Magnesium has another important function since in fact makes maintaining the correct combination of calcium concentration and alkalinity or carbonate hardness possible.
The explanation is as follows. Calcium forms with carbonates and bicarbonates an insoluble compound called calcium carbonate. Yes this is indeed an important building stone for corals and calcareous algae but then it should be formed by biological processes and be deposited at the right place. Therefore formation of calcium carbonate by chemical processes should be avoided.
Even without biological interference calcium carbonate would be formed and would deplete calcium and alkalinity or carbonate hardness without fulfilling any function. In fact it will scavenge many important trace elements as well lowering the trace element concentration.

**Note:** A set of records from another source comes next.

//! Block composition.
//!
//! The [`Composer`] walks a list of content blocks top to bottom, keeping
//! one document cursor (the baseline of the next body line) plus the
//! cursors of any columns the previous block left open. Columns are always
//! reconciled before the next block starts.

use super::columns::{self, Section};
use super::{Document, PageGeometry, PageManager};
use crate::error::Result;
use crate::font::FontContext;
use crate::model::ContentBlock;
use crate::style::{Color, LineSpacing};
use crate::surface::Surface;
use crate::text::{FlowLine, FlowResult, Frame, StyledRun, TextFlow};

/// Something that can lay itself out through a [`Composer`].
pub trait LayoutBlock {
    fn layout(&self, composer: &mut Composer<'_>) -> Result<()>;
}

/// Text settings shared by every block of a document.
#[derive(Debug, Clone)]
pub struct BlockStyle {
    pub font_size: f64,
    pub line_spacing: LineSpacing,
    pub color: Color,
    pub value_placeholder: String,
    pub empty_group_text: String,
}

impl BlockStyle {
    pub fn line_height(&self) -> f64 {
        self.line_spacing.line_height(self.font_size)
    }
}

pub struct Composer<'a> {
    pm: PageManager,
    flow: TextFlow<'a>,
    style: BlockStyle,
    cursor: FlowResult,
    sections: Vec<Section>,
}

impl<'a> Composer<'a> {
    /// Open the first page and place the cursor at the top of its body.
    pub fn new(doc: Document, fonts: &'a FontContext, style: BlockStyle) -> Result<Self> {
        let mut pm = PageManager::new(doc);
        let page = pm.new_page()?;
        pm.ensure_header(page)?;
        let geometry = *pm.geometry();
        Ok(Self {
            pm,
            flow: TextFlow::new(fonts),
            style,
            cursor: FlowResult::new(geometry.margin, geometry.body_top(), page),
            sections: Vec::new(),
        })
    }

    pub fn compose(&mut self, blocks: &[ContentBlock]) -> Result<()> {
        for block in blocks {
            self.reconcile();
            block.layout(self)?;
        }
        self.reconcile();
        Ok(())
    }

    pub fn finish(self) -> Document {
        self.pm.finish()
    }

    /// Move the cursor below every open column and close them.
    pub fn reconcile(&mut self) {
        if self.sections.is_empty() {
            return;
        }
        let margin = self.pm.geometry().margin;
        self.cursor = columns::reconcile(self.cursor, &self.sections, margin);
        self.sections.clear();
    }

    /// Leave columns open; the next block starts below the lowest of them.
    pub fn open_columns(&mut self, sections: Vec<Section>) {
        self.sections = sections;
    }

    pub fn cursor(&self) -> FlowResult {
        self.cursor
    }

    pub fn set_cursor(&mut self, cursor: FlowResult) {
        self.cursor = cursor;
    }

    /// Move down by `dy` and back to the left margin.
    pub fn advance(&mut self, dy: f64) {
        self.cursor.y -= dy;
        self.cursor.x = self.pm.geometry().margin;
    }

    pub fn geometry(&self) -> PageGeometry {
        *self.pm.geometry()
    }

    pub fn style(&self) -> &BlockStyle {
        &self.style
    }

    pub fn fonts(&self) -> &'a FontContext {
        self.flow.fonts()
    }

    /// Full content-width frame in body text settings.
    pub fn body_frame(&self) -> Frame {
        let g = self.pm.geometry();
        Frame {
            x: g.margin,
            max_width: g.content_width(),
            font_size: self.style.font_size,
            line_height: self.style.line_height(),
            color: self.style.color,
        }
    }

    pub fn flow_text(&mut self, runs: &[StyledRun], at: FlowResult, frame: &Frame) -> Result<FlowResult> {
        self.flow.layout(runs, at, frame, &mut self.pm)
    }

    pub fn break_lines(&self, runs: &[StyledRun], max_width: f64, font_size: f64) -> Vec<FlowLine> {
        self.flow.break_lines(runs, 0.0, max_width, font_size)
    }

    pub fn draw_flow_line(
        &mut self,
        line: &FlowLine,
        x: f64,
        y: f64,
        page: usize,
        frame: &Frame,
    ) -> Result<()> {
        self.flow.draw_line(line, x, y, page, frame, &mut self.pm)
    }

    /// Keep `needed` points below the baseline of `at` on one page.
    pub fn ensure_space(&mut self, at: FlowResult, needed: f64) -> Result<FlowResult> {
        self.flow.ensure_space(at, needed, &mut self.pm)
    }

    /// Top of the body on the page after `from`, at the left margin.
    pub fn next_page(&mut self, from: FlowResult) -> Result<FlowResult> {
        let page = self.pm.page_after(from.page)?;
        let g = self.pm.geometry();
        Ok(FlowResult::new(g.margin, g.body_top(), page))
    }

    pub fn surface_mut(&mut self, page: usize) -> Result<&mut Surface> {
        self.pm.surface_mut(page)
    }
}
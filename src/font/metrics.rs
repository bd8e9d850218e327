//! Advance widths for the standard PDF fonts the engine draws with.
//!
//! Values are Adobe AFM widths in 1/1000 em for the printable ASCII range
//! (0x20..=0x7E). A few WinAnsi punctuation marks used by report layouts
//! (bullet, dashes, curly quotes) are mapped explicitly; everything else
//! falls back to the font's default width.

use super::StandardFont;

#[rustfmt::skip]
const HELVETICA_WIDTHS: [u16; 95] = [
    278, 278, 355, 556, 556, 889, 667, 191, 333, 333, 389, 584, 278, 333, 278, 278,
    556, 556, 556, 556, 556, 556, 556, 556, 556, 556, 278, 278, 584, 584, 584, 556,
    1015, 667, 667, 722, 722, 667, 611, 778, 722, 278, 500, 667, 556, 833, 722, 778,
    667, 778, 722, 667, 611, 722, 667, 944, 667, 667, 611, 278, 278, 278, 469, 556,
    333, 556, 556, 500, 556, 556, 278, 556, 556, 222, 222, 500, 222, 833, 556, 556,
    556, 556, 333, 500, 278, 556, 500, 722, 500, 500, 500, 334, 260, 334, 584,
];

#[rustfmt::skip]
const HELVETICA_BOLD_WIDTHS: [u16; 95] = [
    278, 333, 474, 556, 556, 889, 722, 238, 333, 333, 389, 584, 278, 333, 278, 278,
    556, 556, 556, 556, 556, 556, 556, 556, 556, 556, 333, 333, 584, 584, 584, 611,
    975, 722, 722, 722, 722, 667, 611, 778, 722, 278, 556, 722, 611, 833, 722, 778,
    667, 778, 722, 667, 611, 722, 667, 944, 667, 667, 611, 333, 278, 333, 584, 556,
    333, 556, 611, 556, 611, 556, 333, 611, 611, 278, 278, 556, 278, 889, 611, 611,
    611, 611, 389, 556, 333, 611, 556, 778, 556, 556, 500, 389, 280, 389, 584,
];

/// Metrics for one standard font.
#[derive(Debug, Clone, Copy)]
pub struct StandardFontMetrics {
    /// `None` means every glyph has `default_width` (Courier).
    ascii_widths: Option<&'static [u16; 95]>,
    default_width: u16,
    pub ascender: i16,
    pub descender: i16,
}

impl StandardFontMetrics {
    /// Advance width of one character in points.
    pub fn char_width(&self, ch: char, font_size: f64) -> f64 {
        self.units(ch) as f64 / 1000.0 * font_size
    }

    /// Width of a string in points. Every glyph has a non-negative advance,
    /// so the result never shrinks as the string grows.
    pub fn measure_string(&self, text: &str, font_size: f64) -> f64 {
        let units: u32 = text.chars().map(|ch| self.units(ch) as u32).sum();
        units as f64 / 1000.0 * font_size
    }

    fn units(&self, ch: char) -> u16 {
        let Some(table) = self.ascii_widths else {
            return self.default_width;
        };
        let cp = ch as u32;
        if (0x20..=0x7E).contains(&cp) {
            return table[(cp - 0x20) as usize];
        }
        match ch {
            '\u{2022}' => 350,
            '\u{2013}' => 556,
            '\u{2014}' | '\u{2026}' => 1000,
            '\u{2018}' | '\u{2019}' => 222,
            '\u{201C}' | '\u{201D}' => 333,
            '\u{00A0}' => 278,
            _ => self.default_width,
        }
    }
}

impl StandardFont {
    pub fn metrics(&self) -> StandardFontMetrics {
        match self {
            StandardFont::Helvetica | StandardFont::HelveticaOblique => StandardFontMetrics {
                ascii_widths: Some(&HELVETICA_WIDTHS),
                default_width: 556,
                ascender: 718,
                descender: -207,
            },
            StandardFont::HelveticaBold => StandardFontMetrics {
                ascii_widths: Some(&HELVETICA_BOLD_WIDTHS),
                default_width: 556,
                ascender: 718,
                descender: -207,
            },
            StandardFont::Courier => StandardFontMetrics {
                ascii_widths: None,
                default_width: 600,
                ascender: 629,
                descender: -157,
            },
        }
    }
}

Magnesium slows down this negative process. The lower the magnesium concentration the faster this negative process will take place and also at a much lower calcium and alkalinity/carbonate hardness value.
Maintaining a correct magnesium concentration is therefore very important and is indirectly responsible for fast coral and calcareous algae growth by virtue of making the maintenance of correct calcium and alkalinity figures possible.
Magnesium is depleted by algae and is also depleted by the use of excessive kalkwasser and by going far beyond natural calcium and alkalinity and pH values.
There are also certain brands of salt, which have or had a dramatically low magnesium content. Use of such a salt will result in permanent problems with calcium and carbonate hardness values.